Task to complete » Copy the data exactly from the line that contains "assistant with per-user" through the line that contains "EOF 时返回 None", keeping both end lines and leaving out everything else.

--- Records to use Enclosed Below ---

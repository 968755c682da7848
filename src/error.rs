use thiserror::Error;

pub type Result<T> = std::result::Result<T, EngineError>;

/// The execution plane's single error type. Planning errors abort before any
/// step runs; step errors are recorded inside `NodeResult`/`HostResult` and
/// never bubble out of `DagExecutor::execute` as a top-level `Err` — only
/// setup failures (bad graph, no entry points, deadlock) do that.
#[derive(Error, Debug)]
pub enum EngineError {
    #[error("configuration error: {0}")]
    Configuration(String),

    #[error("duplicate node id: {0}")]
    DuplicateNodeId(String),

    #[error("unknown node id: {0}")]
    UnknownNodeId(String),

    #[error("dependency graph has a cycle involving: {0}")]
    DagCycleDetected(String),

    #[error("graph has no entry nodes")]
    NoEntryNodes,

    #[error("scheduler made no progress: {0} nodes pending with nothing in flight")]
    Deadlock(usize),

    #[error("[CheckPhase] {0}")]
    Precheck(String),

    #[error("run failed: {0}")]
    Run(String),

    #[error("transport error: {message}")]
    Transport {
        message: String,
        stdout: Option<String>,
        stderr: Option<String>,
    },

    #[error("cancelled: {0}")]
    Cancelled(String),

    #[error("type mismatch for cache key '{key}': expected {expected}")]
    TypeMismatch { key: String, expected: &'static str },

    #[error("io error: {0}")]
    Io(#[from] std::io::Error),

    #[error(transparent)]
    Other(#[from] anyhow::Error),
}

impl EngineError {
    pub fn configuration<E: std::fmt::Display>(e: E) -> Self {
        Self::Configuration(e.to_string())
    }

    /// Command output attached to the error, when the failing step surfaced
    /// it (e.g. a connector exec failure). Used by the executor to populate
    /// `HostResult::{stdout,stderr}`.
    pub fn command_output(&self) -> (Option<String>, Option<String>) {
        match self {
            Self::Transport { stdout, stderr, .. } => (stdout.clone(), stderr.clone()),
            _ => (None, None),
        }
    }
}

--- End of Enclosed Records to use ---
--- Records to use Enclosed Below ---

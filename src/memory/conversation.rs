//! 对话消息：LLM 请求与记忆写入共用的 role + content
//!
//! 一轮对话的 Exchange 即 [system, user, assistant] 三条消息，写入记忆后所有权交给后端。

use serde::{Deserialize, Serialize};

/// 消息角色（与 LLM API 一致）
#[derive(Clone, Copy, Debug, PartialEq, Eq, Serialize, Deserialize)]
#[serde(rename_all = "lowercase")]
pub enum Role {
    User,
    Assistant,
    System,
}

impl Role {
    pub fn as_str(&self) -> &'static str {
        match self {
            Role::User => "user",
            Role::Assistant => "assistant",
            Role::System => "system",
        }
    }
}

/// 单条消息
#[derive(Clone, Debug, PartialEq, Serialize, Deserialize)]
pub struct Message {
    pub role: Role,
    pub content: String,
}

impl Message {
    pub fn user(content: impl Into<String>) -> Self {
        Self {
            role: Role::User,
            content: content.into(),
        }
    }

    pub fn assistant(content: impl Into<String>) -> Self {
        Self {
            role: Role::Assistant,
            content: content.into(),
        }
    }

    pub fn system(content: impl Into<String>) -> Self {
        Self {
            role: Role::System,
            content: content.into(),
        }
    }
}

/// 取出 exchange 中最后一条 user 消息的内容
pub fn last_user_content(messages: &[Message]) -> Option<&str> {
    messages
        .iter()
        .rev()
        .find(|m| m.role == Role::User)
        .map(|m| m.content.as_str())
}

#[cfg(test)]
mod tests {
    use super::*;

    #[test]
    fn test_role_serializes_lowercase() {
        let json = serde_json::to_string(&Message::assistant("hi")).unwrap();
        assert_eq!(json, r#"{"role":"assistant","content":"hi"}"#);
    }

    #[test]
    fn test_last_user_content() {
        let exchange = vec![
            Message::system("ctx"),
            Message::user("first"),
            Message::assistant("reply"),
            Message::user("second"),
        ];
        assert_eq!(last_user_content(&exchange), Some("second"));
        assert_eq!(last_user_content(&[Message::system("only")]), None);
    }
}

--- End of Enclosed Records to use ---
--- Records to use Enclosed Below ---

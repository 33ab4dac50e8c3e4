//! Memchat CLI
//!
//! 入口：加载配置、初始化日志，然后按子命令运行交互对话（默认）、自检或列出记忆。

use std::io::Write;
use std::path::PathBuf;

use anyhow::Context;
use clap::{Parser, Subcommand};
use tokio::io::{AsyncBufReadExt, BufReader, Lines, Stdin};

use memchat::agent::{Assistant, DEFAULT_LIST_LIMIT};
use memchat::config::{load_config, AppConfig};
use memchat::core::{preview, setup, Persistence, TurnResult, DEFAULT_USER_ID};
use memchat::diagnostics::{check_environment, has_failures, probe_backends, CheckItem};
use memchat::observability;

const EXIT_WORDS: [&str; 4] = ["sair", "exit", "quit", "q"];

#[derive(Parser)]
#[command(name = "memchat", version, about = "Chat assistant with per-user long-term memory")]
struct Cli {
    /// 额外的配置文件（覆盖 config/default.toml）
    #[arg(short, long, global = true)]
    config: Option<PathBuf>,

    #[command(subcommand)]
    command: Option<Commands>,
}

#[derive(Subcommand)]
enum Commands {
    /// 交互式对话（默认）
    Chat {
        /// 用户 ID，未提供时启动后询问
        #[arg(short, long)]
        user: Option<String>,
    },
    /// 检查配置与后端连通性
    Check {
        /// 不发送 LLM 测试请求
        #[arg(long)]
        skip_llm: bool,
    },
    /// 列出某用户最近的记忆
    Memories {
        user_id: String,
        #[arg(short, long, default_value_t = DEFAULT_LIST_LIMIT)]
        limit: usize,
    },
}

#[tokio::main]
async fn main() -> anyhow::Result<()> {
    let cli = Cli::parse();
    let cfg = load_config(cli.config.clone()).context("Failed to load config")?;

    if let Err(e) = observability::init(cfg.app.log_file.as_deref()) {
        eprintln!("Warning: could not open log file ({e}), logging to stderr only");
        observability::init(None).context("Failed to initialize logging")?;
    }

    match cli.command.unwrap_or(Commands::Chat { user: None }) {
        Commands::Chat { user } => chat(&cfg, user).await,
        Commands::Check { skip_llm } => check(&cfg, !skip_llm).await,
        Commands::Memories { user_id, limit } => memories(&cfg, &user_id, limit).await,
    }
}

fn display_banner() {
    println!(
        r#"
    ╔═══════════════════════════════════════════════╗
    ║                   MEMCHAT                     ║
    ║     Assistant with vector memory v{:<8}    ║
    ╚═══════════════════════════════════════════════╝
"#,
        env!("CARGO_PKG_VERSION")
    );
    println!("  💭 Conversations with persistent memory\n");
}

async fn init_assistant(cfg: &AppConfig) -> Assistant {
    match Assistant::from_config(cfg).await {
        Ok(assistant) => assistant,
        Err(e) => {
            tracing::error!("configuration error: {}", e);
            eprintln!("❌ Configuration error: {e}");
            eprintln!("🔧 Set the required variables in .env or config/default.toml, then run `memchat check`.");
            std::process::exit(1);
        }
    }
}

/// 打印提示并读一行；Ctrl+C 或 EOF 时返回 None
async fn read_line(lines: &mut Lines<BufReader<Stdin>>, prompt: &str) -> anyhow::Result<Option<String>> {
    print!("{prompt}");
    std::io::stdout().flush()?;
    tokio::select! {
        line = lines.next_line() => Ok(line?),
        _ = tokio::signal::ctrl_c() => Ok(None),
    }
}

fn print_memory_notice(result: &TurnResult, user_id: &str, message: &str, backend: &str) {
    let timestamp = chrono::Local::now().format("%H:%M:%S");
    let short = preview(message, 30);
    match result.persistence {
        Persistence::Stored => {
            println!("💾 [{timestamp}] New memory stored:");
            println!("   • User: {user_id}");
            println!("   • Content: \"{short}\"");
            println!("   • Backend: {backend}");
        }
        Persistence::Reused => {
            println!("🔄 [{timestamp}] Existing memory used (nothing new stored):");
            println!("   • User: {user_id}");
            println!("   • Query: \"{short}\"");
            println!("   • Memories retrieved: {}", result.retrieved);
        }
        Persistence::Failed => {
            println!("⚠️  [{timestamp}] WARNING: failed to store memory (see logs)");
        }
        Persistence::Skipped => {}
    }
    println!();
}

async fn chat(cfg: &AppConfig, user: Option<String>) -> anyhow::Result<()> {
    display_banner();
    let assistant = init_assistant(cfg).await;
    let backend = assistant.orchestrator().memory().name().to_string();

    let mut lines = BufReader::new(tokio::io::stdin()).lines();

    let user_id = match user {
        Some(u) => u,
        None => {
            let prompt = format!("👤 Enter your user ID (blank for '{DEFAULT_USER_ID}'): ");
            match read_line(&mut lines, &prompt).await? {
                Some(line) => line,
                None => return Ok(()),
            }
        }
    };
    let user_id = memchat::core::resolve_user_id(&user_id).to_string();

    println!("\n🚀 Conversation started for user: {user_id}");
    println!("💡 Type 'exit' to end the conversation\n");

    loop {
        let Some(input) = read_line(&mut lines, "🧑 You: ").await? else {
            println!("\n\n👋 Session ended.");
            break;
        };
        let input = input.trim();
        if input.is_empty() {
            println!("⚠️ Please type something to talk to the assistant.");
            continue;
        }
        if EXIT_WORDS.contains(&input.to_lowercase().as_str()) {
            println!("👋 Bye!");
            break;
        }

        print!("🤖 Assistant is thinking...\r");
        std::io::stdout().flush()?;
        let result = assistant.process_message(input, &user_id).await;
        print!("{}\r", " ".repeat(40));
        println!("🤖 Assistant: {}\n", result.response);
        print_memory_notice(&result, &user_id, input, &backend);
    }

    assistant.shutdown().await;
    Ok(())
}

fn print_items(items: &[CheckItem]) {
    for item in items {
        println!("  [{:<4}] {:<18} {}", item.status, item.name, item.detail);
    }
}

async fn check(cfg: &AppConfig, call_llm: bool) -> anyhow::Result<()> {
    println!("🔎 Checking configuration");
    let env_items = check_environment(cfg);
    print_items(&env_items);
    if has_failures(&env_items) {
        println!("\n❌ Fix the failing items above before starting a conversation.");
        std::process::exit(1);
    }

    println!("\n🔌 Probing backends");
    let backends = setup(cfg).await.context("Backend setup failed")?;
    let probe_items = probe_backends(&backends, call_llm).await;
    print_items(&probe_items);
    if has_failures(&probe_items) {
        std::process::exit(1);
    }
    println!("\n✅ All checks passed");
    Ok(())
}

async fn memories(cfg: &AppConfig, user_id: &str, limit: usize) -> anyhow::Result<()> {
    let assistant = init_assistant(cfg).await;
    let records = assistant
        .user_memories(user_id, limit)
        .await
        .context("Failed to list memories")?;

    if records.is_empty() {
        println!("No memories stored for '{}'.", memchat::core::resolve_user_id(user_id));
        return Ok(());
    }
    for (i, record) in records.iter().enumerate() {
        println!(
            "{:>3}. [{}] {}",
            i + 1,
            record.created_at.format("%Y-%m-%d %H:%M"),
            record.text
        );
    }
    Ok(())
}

--- End of Enclosed Records to use ---

Answer to the exercise »
#[command(name = "memchat", version, about = "Chat assistant with per-user long-term memory")]
struct Cli {
    /// 额外的配置文件（覆盖 config/default.toml）
    #[arg(short, long, global = true)]
    config: Option<PathBuf>,

    #[command(subcommand)]
    command: Option<Commands>,
}

#[derive(Subcommand)]
enum Commands {
    /// 交互式对话（默认）
    Chat {
        /// 用户 ID，未提供时启动后询问
        #[arg(short, long)]
        user: Option<String>,
    },
    /// 检查配置与后端连通性
    Check {
        /// 不发送 LLM 测试请求
        #[arg(long)]
        skip_llm: bool,
    },
    /// 列出某用户最近的记忆
    Memories {
        user_id: String,
        #[arg(short, long, default_value_t = DEFAULT_LIST_LIMIT)]
        limit: usize,
    },
}

#[tokio::main]
async fn main() -> anyhow::Result<()> {
    let cli = Cli::parse();
    let cfg = load_config(cli.config.clone()).context("Failed to load config")?;

    if let Err(e) = observability::init(cfg.app.log_file.as_deref()) {
        eprintln!("Warning: could not open log file ({e}), logging to stderr only");
        observability::init(None).context("Failed to initialize logging")?;
    }

    match cli.command.unwrap_or(Commands::Chat { user: None }) {
        Commands::Chat { user } => chat(&cfg, user).await,
        Commands::Check { skip_llm } => check(&cfg, !skip_llm).await,
        Commands::Memories { user_id, limit } => memories(&cfg, &user_id, limit).await,
    }
}

fn display_banner() {
    println!(
        r#"
    ╔═══════════════════════════════════════════════╗
    ║                   MEMCHAT                     ║
    ║     Assistant with vector memory v{:<8}    ║
    ╚═══════════════════════════════════════════════╝
"#,
        env!("CARGO_PKG_VERSION")
    );
    println!("  💭 Conversations with persistent memory\n");
}

async fn init_assistant(cfg: &AppConfig) -> Assistant {
    match Assistant::from_config(cfg).await {
        Ok(assistant) => assistant,
        Err(e) => {
            tracing::error!("configuration error: {}", e);
            eprintln!("❌ Configuration error: {e}");
            eprintln!("🔧 Set the required variables in .env or config/default.toml, then run `memchat check`.");
            std::process::exit(1);
        }
    }
}

/// 打印提示并读一行；Ctrl+C 或 EOF 时返回 None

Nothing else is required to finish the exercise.